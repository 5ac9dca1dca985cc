use std::fs;
use std::path::PathBuf;
use serde::de::DeserializeOwned;
use serde::Serialize;
use crate::config::constants::{CONFIG_DIR_NAME, SESSION_DIR_NAME};
use crate::errors::{SecureAiError, SecureAiResult};

/// Session-scoped key/value store handing state between lifecycle steps.
///
/// One JSON file per key under the session directory. Reads never fail:
/// a missing or corrupt entry behaves as absent, and callers treat absence
/// as "no prior scan". Writes go through serde, so only JSON-serializable
/// values are accepted.
#[derive(Debug, Clone)]
pub struct SessionStateStore {
    dir: PathBuf,
}

impl SessionStateStore {
    pub fn new(dir: PathBuf) -> Self {
        Self { dir }
    }

    pub fn open_default() -> SecureAiResult<Self> {
        let home = dirs::home_dir().ok_or_else(|| {
            SecureAiError::system_error("session store", "Could not determine home directory")
        })?;
        Ok(Self::new(home.join(CONFIG_DIR_NAME).join(SESSION_DIR_NAME)))
    }

    fn entry_path(&self, key: &str) -> PathBuf {
        self.dir.join(format!("{}.json", key))
    }

    pub fn set<T: Serialize>(&self, key: &str, value: &T) -> SecureAiResult<()> {
        fs::create_dir_all(&self.dir).map_err(|e| {
            SecureAiError::session_error(key, "set", &e.to_string())
        })?;

        let serialized = serde_json::to_string_pretty(value).map_err(|e| {
            SecureAiError::session_error(key, "set", &e.to_string())
        })?;

        fs::write(self.entry_path(key), serialized).map_err(|e| {
            SecureAiError::session_error(key, "set", &e.to_string())
        })
    }

    /// Returns the stored value, or `None` when the key is missing or its
    /// content cannot be deserialized. Corrupt content is logged and then
    /// treated exactly like an absent key.
    pub fn get<T: DeserializeOwned>(&self, key: &str) -> Option<T> {
        let path = self.entry_path(key);
        let content = fs::read_to_string(&path).ok()?;

        match serde_json::from_str(&content) {
            Ok(value) => Some(value),
            Err(e) => {
                log::warn!("⚠️ Discarding corrupt session entry '{}': {}", key, e);
                None
            }
        }
    }

    pub fn remove(&self, key: &str) -> SecureAiResult<()> {
        let path = self.entry_path(key);
        if path.exists() {
            fs::remove_file(&path).map_err(|e| {
                SecureAiError::session_error(key, "remove", &e.to_string())
            })?;
        }
        Ok(())
    }

    /// Tears the whole session down. Safe to call when no session exists.
    pub fn clear(&self) -> SecureAiResult<()> {
        if self.dir.exists() {
            fs::remove_dir_all(&self.dir).map_err(|e| {
                SecureAiError::session_error("*", "clear", &e.to_string())
            })?;
        }
        Ok(())
    }
}

#[cfg(test)]
mod tests {
    use super::*;
    use tempfile::TempDir;

    fn store() -> (TempDir, SessionStateStore) {
        let dir = TempDir::new().unwrap();
        let store = SessionStateStore::new(dir.path().join("session"));
        (dir, store)
    }

    #[test]
    fn set_then_get_round_trips() {
        let (_dir, store) = store();
        store.set("repositoryUrl", &"https://github.com/acme/app".to_string()).unwrap();

        let url: Option<String> = store.get("repositoryUrl");
        assert_eq!(url.as_deref(), Some("https://github.com/acme/app"));
    }

    #[test]
    fn missing_key_behaves_as_absent() {
        let (_dir, store) = store();
        let value: Option<String> = store.get("repositoryUrl");
        assert!(value.is_none());
    }

    #[test]
    fn corrupt_entry_behaves_as_absent() {
        let (_dir, store) = store();
        store.set("vulnerabilities", &serde_json::json!({"issues": []})).unwrap();
        std::fs::write(store.entry_path("vulnerabilities"), "{not json").unwrap();

        let value: Option<serde_json::Value> = store.get("vulnerabilities");
        assert!(value.is_none());
    }

    #[test]
    fn clear_removes_all_keys() {
        let (_dir, store) = store();
        store.set("repositoryUrl", &"https://github.com/acme/app").unwrap();
        store.set("malware", &Vec::<serde_json::Value>::new()).unwrap();

        store.clear().unwrap();

        assert!(store.get::<String>("repositoryUrl").is_none());
        assert!(store.get::<Vec<serde_json::Value>>("malware").is_none());
    }

    #[test]
    fn clear_on_empty_store_is_ok() {
        let (_dir, store) = store();
        assert!(store.clear().is_ok());
    }

    #[test]
    fn remove_deletes_single_key() {
        let (_dir, store) = store();
        store.set("repositoryUrl", &"https://github.com/acme/app").unwrap();
        store.set("malware", &Vec::<serde_json::Value>::new()).unwrap();

        store.remove("repositoryUrl").unwrap();

        assert!(store.get::<String>("repositoryUrl").is_none());
        assert!(store.get::<Vec<serde_json::Value>>("malware").is_some());
    }
}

::::::

**Task details:**
Report every line from the listing above where the string "malware" can be found.

**Solution to the exercise:**
        store.set("malware", &Vec::<serde_json::Value>::new()).unwrap();
        assert!(store.get::<Vec<serde_json::Value>>("malware").is_none());
        store.set("malware", &Vec::<serde_json::Value>::new()).unwrap();
        assert!(store.get::<Vec<serde_json::Value>>("malware").is_some());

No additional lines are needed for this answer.